C) Secondary outcomes
Exposure to decision aids compared to usual care reduced the number of people of choosing major elective invasive surgery in favour of more conservative options (RR 0.79; 95% CI 0.68 to 0.93; n = 15). Exposure to decision aids compared to usual care reduced the number of people choosing to have prostate-specific antigen screening (RR 0.87; 95% CI 0.77 to 0.98; n = 9). When detailed compared to simple decision aids were used, fewer people chose menopausal hormone therapy (RR 0.73; 95% CI 0.55 to 0.98; n = 3). For other decisions, the effect on choices was variable.
The effect of decision aids on length of consultation varied from 8 minutes shorter to 23 minutes longer (median 2.55 minutes longer) with 2 studies indicating statistically-significantly longer, 1 study shorter, and 6 studies reporting no difference in consultation length. Groups of patients receiving decision aids do not appear to differ from comparison groups in terms of anxiety (n = 30), general health outcomes (n = 11), and condition-specific health outcomes (n = 11). The effects of decision aids on other outcomes (adherence to the decision, costs/resource use) were inconclusive.
Authors' conclusions
There is high-quality evidence that decision aids compared to usual care improve people's knowledge regarding options, and reduce their decisional conflict related to feeling uninformed and unclear about their personal values. There is moderate-quality evidence that decision aids compared to usual care stimulate people to take a more active role in decision making, and improve accurate risk perceptions when probabilities are included in decision aids, compared to not being included. There is low-quality evidence that decision aids improve congruence between the chosen option and the patient's values.

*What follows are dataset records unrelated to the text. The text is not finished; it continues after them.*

//! Model Worker - 合并的推理 Worker
//!
//! 持有按任务类型惰性构造的 Pipeline，每条消息执行一个任务：
//! 消息按到达顺序逐条处理，上一条（包括等待模型加载）完成后才读取下一条。
//! 任务中的任何失败都转换为 error 消息发出，不影响后续任务。

use serde_json::Value;
use std::sync::Arc;
use std::time::Instant;
use tokio::sync::mpsc;

use crate::application::error::RelayError;
use crate::application::ports::{InferenceEnginePort, Pipeline, WorkerEvent};
use crate::domain::task::{
    extract_result, prepare_input, BusMessage, InputError, ModelLoading, TabId, TaskComplete,
    TaskKind,
};

use super::catalog::ModelCatalog;
use super::pipeline_cache::PipelineCache;

/// Worker 发往 Host 的出口
#[derive(Clone)]
pub struct WorkerOutbox {
    events: mpsc::UnboundedSender<WorkerEvent>,
}

impl WorkerOutbox {
    pub fn new(events: mpsc::UnboundedSender<WorkerEvent>) -> Self {
        Self { events }
    }

    pub fn post(&self, message: BusMessage) {
        let kind = message.type_name();
        if self.events.send(WorkerEvent::Message(message)).is_err() {
            tracing::warn!(message_type = kind, "Host channel closed, dropping worker message");
        }
    }
}

/// Worker 收到的任务消息
///
/// 直接通道上的数据没有经过类型检查，字段类型在准备输入时校验
#[derive(Debug, Clone, PartialEq)]
pub struct IncomingTask {
    pub task: String,
    pub text: Value,
    pub tab_id: Option<TabId>,
    pub prompt_template: Option<Value>,
    pub prompt_question: Option<Value>,
}

impl IncomingTask {
    /// 解析 processText 消息；缺少 task / text 时返回 None
    pub fn parse(raw: &Value) -> Option<Self> {
        if raw.get("type").and_then(Value::as_str) != Some("processText") {
            return None;
        }

        let task = raw
            .get("task")
            .and_then(Value::as_str)
            .filter(|task| !task.is_empty())?;
        let text = raw.get("text").filter(|text| is_present(text))?;
        let tab_id = raw
            .get("tabId")
            .and_then(Value::as_i64)
            .map(TabId::new);

        Some(Self {
            task: task.to_string(),
            text: text.clone(),
            tab_id,
            prompt_template: raw.get("promptTemplate").cloned(),
            prompt_question: raw.get("promptQuestion").cloned(),
        })
    }
}

fn is_present(value: &Value) -> bool {
    match value {
        Value::Null => false,
        Value::String(s) => !s.is_empty(),
        _ => true,
    }
}

pub struct ModelWorker {
    engine: Arc<dyn InferenceEnginePort>,
    catalog: Arc<ModelCatalog>,
    cache: PipelineCache,
    outbox: WorkerOutbox,
}

impl ModelWorker {
    pub fn new(
        engine: Arc<dyn InferenceEnginePort>,
        catalog: Arc<ModelCatalog>,
        outbox: WorkerOutbox,
    ) -> Self {
        Self {
            engine,
            catalog,
            cache: PipelineCache::new(),
            outbox,
        }
    }

    pub fn cache(&self) -> &PipelineCache {
        &self.cache
    }

    /// 获取任务类型对应的 Pipeline，首次访问时构造
    ///
    /// 只有发起构造的调用会发出 modelLoading 通知；构造期间到达的调用等待同一个构造
    pub async fn get_pipeline(&self, kind: TaskKind) -> Result<Arc<dyn Pipeline>, RelayError> {
        let entry = self
            .catalog
            .get(kind)
            .ok_or_else(|| RelayError::PipelineInit(format!("Unsupported task: {}", kind)))?;

        let spec = entry.spec.clone();
        let engine = self.engine.clone();
        let outbox = self.outbox.clone();

        self.cache
            .get_or_load(kind, move || async move {
                tracing::info!(task = %kind, model = %spec.model, "Initializing pipeline...");
                outbox.post(BusMessage::ModelLoading(ModelLoading { task: Some(kind) }));

                let started = Instant::now();
                match engine.construct_pipeline(&spec).await {
                    Ok(pipeline) => {
                        tracing::info!(
                            task = %kind,
                            elapsed_ms = started.elapsed().as_millis() as u64,
                            "Pipeline initialized"
                        );
                        Ok(pipeline)
                    }
                    Err(e) => {
                        tracing::error!(task = %kind, error = %e, "Pipeline initialization failed");
                        Err(format!("Failed to load model for task '{}': {}", kind, e))
                    }
                }
            })
            .await
            .map_err(RelayError::PipelineInit)
    }

    /// 执行单个任务
    pub async fn handle_task(&self, task: &IncomingTask) -> Result<TaskComplete, RelayError> {
        let kind = TaskKind::parse(&task.task)
            .ok_or_else(|| InputError::UnsupportedTask(task.task.clone()))?;

        // 先校验输入：非法请求不会触发模型加载
        let prepared = prepare_input(
            kind,
            &task.text,
            task.prompt_template.as_ref(),
            task.prompt_question.as_ref(),
        )?;
        if let Some(reason) = prepared.fallback {
            tracing::warn!(task = %kind, reason = %reason, "Prompt template unusable, using raw text");
        }

        let pipeline = self.get_pipeline(kind).await?;
        let label = self
            .catalog
            .get(kind)
            .map(|entry| entry.label.clone())
            .unwrap_or_else(|| "Result".to_string());

        tracing::debug!(task = %kind, input = ?prepared.input, "Starting task");
        let started = Instant::now();

        let output = pipeline.run(prepared.input).await.map_err(|e| {
            RelayError::Inference(format!(
                "Task execution failed inside worker ({}): {}",
                kind, e
            ))
        })?;

        let duration_ms = (started.elapsed().as_secs_f64() * 100_000.0).round() / 100.0;
        tracing::info!(task = %kind, tab_id = ?task.tab_id, duration_ms = duration_ms, "Task completed");
        tracing::debug!(task = %kind, output = ?output, "Raw output");

        Ok(TaskComplete {
            task: kind,
            result: extract_result(kind, &output),
            label,
            duration_ms,
            tab_id: task.tab_id,
        })
    }

    /// 处理一条消息，对合法的任务消息恰好发出一条终态消息
    pub async fn on_message(&self, raw: Value) {
        let Some(task) = IncomingTask::parse(&raw) else {
            tracing::warn!(message = %raw, "Received message missing required fields");
            return;
        };

        let terminal = match self.handle_task(&task).await {
            Ok(done) => BusMessage::TaskComplete(done),
            Err(e) => {
                tracing::error!(
                    task = %task.task,
                    tab_id = ?task.tab_id,
                    phase = %e.phase(),
                    error = %e,
                    "Error during task"
                );
                BusMessage::Error(e.to_notice(task.tab_id))
            }
        };
        self.outbox.post(terminal);
    }

    /// 逐条处理收件箱中的消息，收件箱关闭时退出
    pub async fn run(self, mut inbox: mpsc::UnboundedReceiver<Value>) {
        tracing::info!("Model worker ready and listening");
        while let Some(raw) = inbox.recv().await {
            self.on_message(raw).await;
        }
        tracing::info!("Model worker stopped");
    }
}

#[cfg(test)]
mod tests {
    use super::*;
    use crate::application::lifecycle::SlotStatus;
    use crate::domain::task::{ErrorPhase, PipelineInput};
    use crate::test_support::MockEngine;
    use serde_json::json;
    use std::time::Duration;

    fn worker(engine: MockEngine) -> (Arc<ModelWorker>, mpsc::UnboundedReceiver<WorkerEvent>) {
        let (tx, rx) = mpsc::unbounded_channel();
        let worker = ModelWorker::new(
            Arc::new(engine),
            Arc::new(ModelCatalog::default()),
            WorkerOutbox::new(tx),
        );
        (Arc::new(worker), rx)
    }

    fn drain(rx: &mut mpsc::UnboundedReceiver<WorkerEvent>) -> Vec<BusMessage> {
        let mut messages = Vec::new();
        while let Ok(event) = rx.try_recv() {
            match event {
                WorkerEvent::Message(message) => messages.push(message),
                WorkerEvent::Crashed(reason) => panic!("unexpected crash: {}", reason),
            }
        }
        messages
    }

    #[tokio::test]
    async fn test_concurrent_get_pipeline_constructs_once() {
        let engine = MockEngine::new().with_load_delay(Duration::from_millis(30));
        let (worker, mut rx) = worker(engine.clone());

        let (a, b) = tokio::join!(
            worker.get_pipeline(TaskKind::Summarize),
            worker.get_pipeline(TaskKind::Summarize)
        );

        assert!(a.is_ok());
        assert!(b.is_ok());
        assert_eq!(engine.construct_count(), 1);
        assert_eq!(worker.cache().status(TaskKind::Summarize), SlotStatus::Ready);

        let loading: Vec<_> = drain(&mut rx)
            .into_iter()
            .filter(|m| matches!(m, BusMessage::ModelLoading(_)))
            .collect();
        assert_eq!(loading.len(), 1);
    }

    #[tokio::test]
    async fn test_failed_construction_is_shared_then_retried() {
        let engine = MockEngine::new().with_load_delay(Duration::from_millis(30));
        engine.fail_next_loads(1);
        let (worker, _rx) = worker(engine.clone());

        let (a, b) = tokio::join!(
            worker.get_pipeline(TaskKind::ExtractEvent),
            worker.get_pipeline(TaskKind::ExtractEvent)
        );
        assert!(matches!(a, Err(RelayError::PipelineInit(_))));
        assert!(matches!(b, Err(RelayError::PipelineInit(_))));
        assert_eq!(engine.construct_count(), 1);
        assert_eq!(worker.cache().status(TaskKind::ExtractEvent), SlotStatus::Empty);

        assert!(worker.get_pipeline(TaskKind::ExtractEvent).await.is_ok());
        assert_eq!(engine.construct_count(), 2);
    }

    #[tokio::test]
    async fn test_summarize_task_round_trip() {
        let engine = MockEngine::new();
        let (worker, mut rx) = worker(engine.clone());

        worker
            .on_message(json!({
                "type": "processText",
                "target": "offscreen",
                "task": "summarize",
                "text": "The cat sat on the mat.",
                "tabId": 12,
                "promptTemplate": "summarize: {text}"
            }))
            .await;

        assert_eq!(
            engine.inputs(),
            vec![PipelineInput::Text("summarize: The cat sat on the mat.".to_string())]
        );

        let messages = drain(&mut rx);
        assert_eq!(messages.len(), 2);
        assert!(matches!(messages[0], BusMessage::ModelLoading(_)));
        match &messages[1] {
            BusMessage::TaskComplete(done) => {
                assert_eq!(done.result, "A cat sits.");
                assert!(done.label.contains("Summary"));
                assert_eq!(done.tab_id, Some(TabId::new(12)));
                assert!(done.duration_ms >= 0.0);
            }
            other => panic!("unexpected message: {:?}", other),
        }
    }

    #[tokio::test]
    async fn test_extract_event_task_round_trip() {
        let engine = MockEngine::new();
        let (worker, mut rx) = worker(engine.clone());

        worker
            .on_message(json!({
                "type": "processText",
                "task": "extract_event",
                "text": "Meet Monday at 5pm.",
                "tabId": 3,
                "promptQuestion": "Is there an event?"
            }))
            .await;

        assert_eq!(
            engine.inputs(),
            vec![PipelineInput::QuestionAnswer {
                question: "Is there an event?".to_string(),
                context: "Meet Monday at 5pm.".to_string(),
            }]
        );
        match drain(&mut rx).last() {
            Some(BusMessage::TaskComplete(done)) => {
                assert_eq!(done.result, "Monday at 5pm");
                assert_eq!(done.label, "Event QA Result");
            }
            other => panic!("unexpected message: {:?}", other),
        }
    }

    #[tokio::test]
    async fn test_non_string_question_is_rejected_before_inference() {
        let engine = MockEngine::new();
        let (worker, mut rx) = worker(engine.clone());

        worker
            .on_message(json!({
                "type": "processText",
                "task": "extract_event",
                "text": "Meet Monday at 5pm.",
                "tabId": 9,
                "promptQuestion": {"nested": true}
            }))
            .await;

        assert!(engine.inputs().is_empty());
        assert_eq!(engine.construct_count(), 0);

        let messages = drain(&mut rx);
        assert_eq!(messages.len(), 1);
        match &messages[0] {
            BusMessage::Error(notice) => {
                assert_eq!(notice.phase, ErrorPhase::InputPrep);
                assert_eq!(notice.tab_id, Some(TabId::new(9)));
            }
            other => panic!("unexpected message: {:?}", other),
        }
    }

    #[tokio::test]
    async fn test_pipeline_init_failure_reports_once_with_tab() {
        let engine = MockEngine::new();
        engine.fail_next_loads(1);
        let (worker, mut rx) = worker(engine.clone());

        worker
            .on_message(json!({
                "type": "processText",
                "task": "summarize",
                "text": "abc",
                "tabId": 5
            }))
            .await;

        let errors: Vec<_> = drain(&mut rx)
            .into_iter()
            .filter_map(|m| match m {
                BusMessage::Error(notice) => Some(notice),
                _ => None,
            })
            .collect();
        assert_eq!(errors.len(), 1);
        assert_eq!(errors[0].phase, ErrorPhase::PipelineInit);
        assert_eq!(errors[0].tab_id, Some(TabId::new(5)));
        assert!(errors[0].error.contains("Failed to load model"));
    }

    #[tokio::test]
    async fn test_inference_failure_keeps_worker_usable() {
        let engine = MockEngine::new();
        engine.fail_runs();
        let (worker, mut rx) = worker(engine.clone());

        let task = json!({"type": "processText", "task": "summarize", "text": "abc", "tabId": 1});
        worker.on_message(task.clone()).await;
        worker.on_message(task).await;

        let errors: Vec<_> = drain(&mut rx)
            .into_iter()
            .filter_map(|m| match m {
                BusMessage::Error(notice) => Some(notice.phase),
                _ => None,
            })
            .collect();
        assert_eq!(errors, vec![ErrorPhase::Inference, ErrorPhase::Inference]);
        assert_eq!(engine.construct_count(), 1);
    }

    #[tokio::test]
    async fn test_unknown_task_is_input_error() {
        let (worker, mut rx) = worker(MockEngine::new());

        worker
            .on_message(json!({"type": "processText", "task": "translate", "text": "abc", "tabId": 2}))
            .await;

        match drain(&mut rx).as_slice() {
            [BusMessage::Error(notice)] => {
                assert_eq!(notice.phase, ErrorPhase::InputPrep);
                assert_eq!(notice.error, "Unsupported task: translate");
            }
            other => panic!("unexpected messages: {:?}", other),
        }
    }

    #[tokio::test]
    async fn test_messages_missing_fields_are_dropped() {
        let (worker, mut rx) = worker(MockEngine::new());

        worker
            .on_message(json!({"type": "processText", "task": "summarize", "text": ""}))
            .await;
        worker.on_message(json!({"type": "modelLoading"})).await;

        assert!(drain(&mut rx).is_empty());
    }

    #[test]
    fn test_parse_incoming_task() {
        let task = IncomingTask::parse(&json!({
            "type": "processText",
            "task": "summarize",
            "text": "hi",
            "tabId": 44
        }))
        .unwrap();

        assert_eq!(task.task, "summarize");
        assert_eq!(task.tab_id, Some(TabId::new(44)));
        assert_eq!(task.prompt_template, None);
    }
}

New for this updated review is further evidence indicating more informed, values-based choices, and improved patient-practitioner communication. There is a variable effect of decision aids on length of consultation. Consistent with findings from the previous review, decision aids have a variable effect on choices. They reduce the number of people choosing discretionary surgery and have no apparent adverse effects on health outcomes or satisfaction. The effects on adherence with the chosen option, cost-effectiveness, use with lower literacy populations, and level of detail needed in decision aids need further evaluation. Little is known about the degree of detail that decision aids need in order to have a positive effect on attributes of the choice made, or the decision-making process.